Pencarian anak hilang berusia enam tahun bernama Alvaro Kiano Nugroho dihadapkan pada kendala yang disebutkan oleh Kepolisian terkait rekaman kamera pengawas (CCTV) yang terhapus setiap harinya. Kapolsek Pesanggrahan, AKP Seala Syah Alam, menyatakan bahwa meskipun CCTV tersedia, namun rekamannya terhapus setiap hari. Selain itu, polisi mengungkapkan kekecewaan karena laporan hilangnya Alvaro tidak dilaporkan tepat pada hari kejadian.

Pihak kepolisian aktif mencari informasi terkait keberadaan Alvaro dengan mengumpulkan keterangan dari saksi, sekolah, keluarga, serta melalui direct message Instagram dan saluran aduan Kapolsek.
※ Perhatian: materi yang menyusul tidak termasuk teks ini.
//! Locating the ffmpeg and ffprobe executables.

use std::path::{Path, PathBuf};
use std::process::Command;

use parking_lot::Mutex;

use crate::error::PreviewError;

#[cfg(target_os = "windows")]
const WHICH: &str = "where";
#[cfg(not(target_os = "windows"))]
const WHICH: &str = "which";

fn find_in_path(binary: &str) -> Option<PathBuf> {
    let output = Command::new(WHICH).arg(binary).output().ok()?;
    if !output.status.success() {
        return None;
    }
    let stdout = String::from_utf8_lossy(&output.stdout);
    let first = stdout.lines().next()?.trim();
    if first.is_empty() {
        None
    } else {
        Some(PathBuf::from(first))
    }
}

fn common_paths() -> Vec<PathBuf> {
    #[cfg(target_os = "macos")]
    {
        vec![
            PathBuf::from("/opt/homebrew/bin/ffmpeg"),
            PathBuf::from("/usr/local/bin/ffmpeg"),
            PathBuf::from("/opt/local/bin/ffmpeg"),
        ]
    }

    #[cfg(target_os = "windows")]
    {
        vec![
            PathBuf::from("C:\\ffmpeg\\bin\\ffmpeg.exe"),
            PathBuf::from("C:\\Program Files\\ffmpeg\\bin\\ffmpeg.exe"),
        ]
    }

    #[cfg(all(unix, not(target_os = "macos")))]
    {
        vec![
            PathBuf::from("/usr/bin/ffmpeg"),
            PathBuf::from("/usr/local/bin/ffmpeg"),
        ]
    }

    #[cfg(not(any(target_os = "macos", target_os = "windows", unix)))]
    {
        vec![]
    }
}

static FFMPEG_PATH_CACHE: Mutex<Option<PathBuf>> = Mutex::new(None);
static FFPROBE_PATH_CACHE: Mutex<Option<PathBuf>> = Mutex::new(None);

fn env_override(var: &str) -> Option<PathBuf> {
    let path = PathBuf::from(std::env::var_os(var)?);
    if path.exists() {
        log::debug!(
            target: "scrub_preview::ffmpeg::discovery",
            "{} from {} env",
            path.display(),
            var
        );
        Some(path)
    } else {
        log::warn!(
            target: "scrub_preview::ffmpeg::discovery",
            "{} points to missing file {}",
            var,
            path.display()
        );
        None
    }
}

fn resolve_ffmpeg_path() -> Result<PathBuf, PreviewError> {
    if let Some(path) = env_override("FFMPEG_PATH") {
        return Ok(path);
    }
    for path in common_paths() {
        if path.exists() {
            log::debug!(
                target: "scrub_preview::ffmpeg::discovery",
                "FFmpeg found in common path: {}",
                path.display()
            );
            return Ok(path);
        }
    }
    if let Some(path) = find_in_path("ffmpeg").filter(|p| p.exists()) {
        log::debug!(
            target: "scrub_preview::ffmpeg::discovery",
            "FFmpeg found in PATH: {}",
            path.display()
        );
        return Ok(path);
    }

    log::error!(
        target: "scrub_preview::ffmpeg::discovery",
        "FFmpeg not found in PATH or common locations"
    );
    Err(PreviewError::FfmpegNotFound(
        "FFmpeg not found. Please install FFmpeg on your system:\n  - macOS: brew install ffmpeg\n  - Linux: sudo apt install ffmpeg\n  - Windows: Download from https://ffmpeg.org/download.html"
            .to_string(),
    ))
}

/// FFmpeg path, cached for the process lifetime.
/// `FFMPEG_PATH` takes precedence, then common install locations, then PATH.
pub fn get_ffmpeg_path() -> Result<PathBuf, PreviewError> {
    let mut cache = FFMPEG_PATH_CACHE.lock();
    if let Some(path) = cache.as_ref() {
        return Ok(path.clone());
    }
    let path = resolve_ffmpeg_path()?;
    *cache = Some(path.clone());
    Ok(path)
}

/// ffprobe binaries to try next to `ffmpeg_path`: platform-suffixed first, then plain.
pub fn ffprobe_candidates(ffmpeg_path: &Path) -> Vec<PathBuf> {
    let Some(parent) = ffmpeg_path.parent() else {
        return vec![];
    };
    let exe = if cfg!(target_os = "windows") { ".exe" } else { "" };
    let mut candidates = Vec::with_capacity(2);
    if let Some(suffix) = ffmpeg_path
        .file_stem()
        .and_then(|s| s.to_str())
        .and_then(|stem| stem.strip_prefix("ffmpeg"))
        .filter(|suffix| !suffix.is_empty())
    {
        candidates.push(parent.join(format!("ffprobe{}{}", suffix, exe)));
    }
    candidates.push(parent.join(format!("ffprobe{}", exe)));
    candidates
}

/// ffprobe path: `FFPROBE_PATH`, else next to ffmpeg, else PATH.
pub fn get_ffprobe_path() -> Result<PathBuf, PreviewError> {
    let mut cache = FFPROBE_PATH_CACHE.lock();
    if let Some(path) = cache.as_ref() {
        return Ok(path.clone());
    }
    let path = match env_override("FFPROBE_PATH") {
        Some(path) => path,
        None => {
            let ffmpeg = get_ffmpeg_path()?;
            ffprobe_candidates(&ffmpeg)
                .into_iter()
                .find(|candidate| candidate.exists())
                .or_else(|| find_in_path("ffprobe").filter(|p| p.exists()))
                .ok_or_else(|| {
                    PreviewError::FfmpegNotFound(format!(
                        "ffprobe not found next to {}",
                        ffmpeg.display()
                    ))
                })?
        }
    };
    *cache = Some(path.clone());
    Ok(path)
}

/// Forgets cached paths so discovery tests can run in any order.
#[cfg(feature = "discovery-test-helpers")]
pub fn reset_discovery_cache() {
    FFMPEG_PATH_CACHE.lock().take();
    FFPROBE_PATH_CACHE.lock().take();
}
Meskipun upaya pencarian telah dilakukan hingga ke Batam dan Cilegon, namun belum membuahkan hasil. Keberadaan Alvaro yang hilang sejak Maret 2025 menjadi perhatian tidak hanya Polsek Pesanggrahan, tetapi juga dibantu oleh Polda Metro Jaya dan Polres Metro Jakarta Selatan.
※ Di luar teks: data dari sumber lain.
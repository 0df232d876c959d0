//! Private headless decoding session used by background jobs.

use std::sync::Arc;
use std::time::Duration;

use futures::FutureExt;
use futures::future::BoxFuture;

use crate::blob::PreviewHandle;
use crate::capture::CaptureEngine;
use crate::config::StreamConfig;
use crate::error::PreviewError;
use crate::scheduler::SegmentCapture;
use crate::segment::{SegmentClock, SegmentIndex};
use crate::session::{
    AdaptiveStream, DecodingSession, HLS_MIME, StreamFactory, seek_and_wait, wait_for_metadata,
};

/// How the media source is delivered.
#[derive(Debug, Clone, Copy, PartialEq, Eq, Default, serde::Serialize, serde::Deserialize)]
#[serde(rename_all = "lowercase")]
pub enum StreamKind {
    #[default]
    Native,
    Hls,
}

impl StreamKind {
    /// `"hls"` (any case) or a `.m3u8` URL path selects HLS; anything else is native.
    pub fn from_kind_and_url(kind: Option<&str>, url: &str) -> Self {
        if kind.is_some_and(|k| k.eq_ignore_ascii_case("hls")) || is_hls_url(url) {
            StreamKind::Hls
        } else {
            StreamKind::Native
        }
    }
}

fn is_hls_url(url: &str) -> bool {
    let path = url.split(['?', '#']).next().unwrap_or(url);
    path.to_ascii_lowercase().ends_with(".m3u8")
}

/// Marks the request as a thumbnail fetch so the server can serve it cheaply.
pub fn thumbnail_request_url(url: &str) -> String {
    let (base, fragment) = match url.split_once('#') {
        Some((base, fragment)) => (base, Some(fragment)),
        None => (url, None),
    };
    let separator = if base.contains('?') { '&' } else { '?' };
    match fragment {
        Some(fragment) => format!("{}{}thumbnail=true#{}", base, separator, fragment),
        None => format!("{}{}thumbnail=true", base, separator),
    }
}

struct HeadlessState {
    stream: Option<Box<dyn AdaptiveStream>>,
    source: Option<String>,
    kind: StreamKind,
}

pub struct HeadlessSession {
    session: Arc<dyn DecodingSession>,
    factory: Option<Arc<dyn StreamFactory>>,
    stream_config: StreamConfig,
    state: parking_lot::Mutex<HeadlessState>,
}

impl HeadlessSession {
    pub fn new(
        session: Arc<dyn DecodingSession>,
        factory: Option<Arc<dyn StreamFactory>>,
        stream_config: StreamConfig,
    ) -> Self {
        session.prepare_headless();
        Self {
            session,
            factory,
            stream_config,
            state: parking_lot::Mutex::new(HeadlessState {
                stream: None,
                source: None,
                kind: StreamKind::Native,
            }),
        }
    }

    pub fn session(&self) -> &Arc<dyn DecodingSession> {
        &self.session
    }

    pub fn source(&self) -> Option<String> {
        self.state.lock().source.clone()
    }

    pub fn kind(&self) -> StreamKind {
        self.state.lock().kind
    }

    pub fn has_stream(&self) -> bool {
        self.state.lock().stream.is_some()
    }

    /// Points the session at `url`, replacing any adaptive stream from a previous source.
    pub fn load_media_source(&self, url: &str, kind: StreamKind) -> Result<(), PreviewError> {
        let mut state = self.state.lock();
        self.load_locked(&mut state, url, kind)
    }

    /// Reloads the current source when the session's last load failed.
    /// Returns whether a reload was started.
    pub fn retry_failed_load(&self) -> Result<bool, PreviewError> {
        let mut state = self.state.lock();
        if !self.session.has_load_error() {
            return Ok(false);
        }
        let Some(url) = state.source.clone() else {
            return Ok(false);
        };
        let kind = state.kind;
        log::info!(
            target: "scrub_preview::manager",
            "retrying failed load of {}",
            url
        );
        self.load_locked(&mut state, &url, kind)?;
        Ok(true)
    }

    fn load_locked(
        &self,
        state: &mut HeadlessState,
        url: &str,
        kind: StreamKind,
    ) -> Result<(), PreviewError> {
        if let Some(mut previous) = state.stream.take() {
            previous.destroy();
        }
        state.source = Some(url.to_string());
        state.kind = kind;

        match kind {
            StreamKind::Hls => {
                if let Some(factory) = &self.factory {
                    let mut stream = factory.create(&self.stream_config)?;
                    let attached = stream
                        .load_source(url)
                        .and_then(|()| stream.attach(Arc::clone(&self.session)));
                    if let Err(e) = attached {
                        stream.destroy();
                        return Err(e);
                    }
                    state.stream = Some(stream);
                    log::info!(
                        target: "scrub_preview::manager",
                        "headless session attached to adaptive stream {}",
                        url
                    );
                } else if self.session.can_play_type(HLS_MIME) {
                    self.session.load_source(url);
                    log::info!(
                        target: "scrub_preview::manager",
                        "headless session playing HLS natively from {}",
                        url
                    );
                } else {
                    self.session.clear_source();
                    log::warn!(
                        target: "scrub_preview::manager",
                        "HLS not supported for thumbnails"
                    );
                }
            }
            StreamKind::Native => {
                self.session.load_source(url);
                log::info!(
                    target: "scrub_preview::manager",
                    "headless session loading {}",
                    url
                );
            }
        }
        Ok(())
    }

    /// Destroys the adaptive stream and unloads the source.
    pub fn teardown(&self) {
        let stream = {
            let mut state = self.state.lock();
            state.source = None;
            state.stream.take()
        };
        if let Some(mut stream) = stream {
            stream.destroy();
        }
        self.session.clear_source();
    }
}

/// Background capture: seek the headless session to the segment start and capture it.
pub struct HeadlessCapture {
    headless: Arc<HeadlessSession>,
    engine: Arc<CaptureEngine>,
    clock: SegmentClock,
    // The decoder has one playhead; seek + capture must not interleave.
    position: tokio::sync::Mutex<()>,
    metadata_timeout: Duration,
    seek_timeout: Duration,
    ready_timeout: Duration,
}

impl HeadlessCapture {
    pub fn new(
        headless: Arc<HeadlessSession>,
        engine: Arc<CaptureEngine>,
        clock: SegmentClock,
        metadata_timeout: Duration,
        seek_timeout: Duration,
        ready_timeout: Duration,
    ) -> Self {
        Self {
            headless,
            engine,
            clock,
            position: tokio::sync::Mutex::new(()),
            metadata_timeout,
            seek_timeout,
            ready_timeout,
        }
    }

    async fn capture_at(
        &self,
        index: SegmentIndex,
    ) -> Result<Option<PreviewHandle>, PreviewError> {
        let session = self.headless.session();
        self.headless.retry_failed_load()?;
        wait_for_metadata(session.as_ref(), self.metadata_timeout).await?;

        let _lease = self.position.lock().await;
        let time = self.clock.to_time(index);
        seek_and_wait(session.as_ref(), time, self.seek_timeout).await?;
        self.engine
            .capture(session.as_ref(), self.ready_timeout)
            .await
    }
}

impl SegmentCapture for HeadlessCapture {
    fn capture_segment(
        &self,
        index: SegmentIndex,
    ) -> BoxFuture<'_, Result<Option<PreviewHandle>, PreviewError>> {
        self.capture_at(index).boxed()
    }
}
Dalam perkembangan terakhir, kakek Alvaro, Tugimin (71), menduga bahwa cucunya diculik oleh seorang pria yang mengaku sebagai ayahnya. Informasi ini diperoleh dari marbut Masjid Al-Muflihun, lokasi terakhir terlihatnya Alvaro. Sebelum hilang, Alvaro meminta izin untuk shalat Maghrib di masjid dekat rumahnya, namun tidak pulang setelah shalat. Keluarga Alvaro segera melaporkan kepolisian dan menyebut ciri-ciri fisik serta pakaian terakhir yang dikenakan Alvaro.

Dengan rentang waktu delapan bulan hingga saat ini, keadaan Alvaro masih menjadi misteri yang belum terpecahkan. Pihak kepolisian terus berupaya menemukan Alvaro dengan bantuan dari berbagai pihak, sembari menghimbau kepada masyarakat untuk memberikan informasi yang membantu dalam pencarian anak yang masih belum ditemukan hingga saat ini.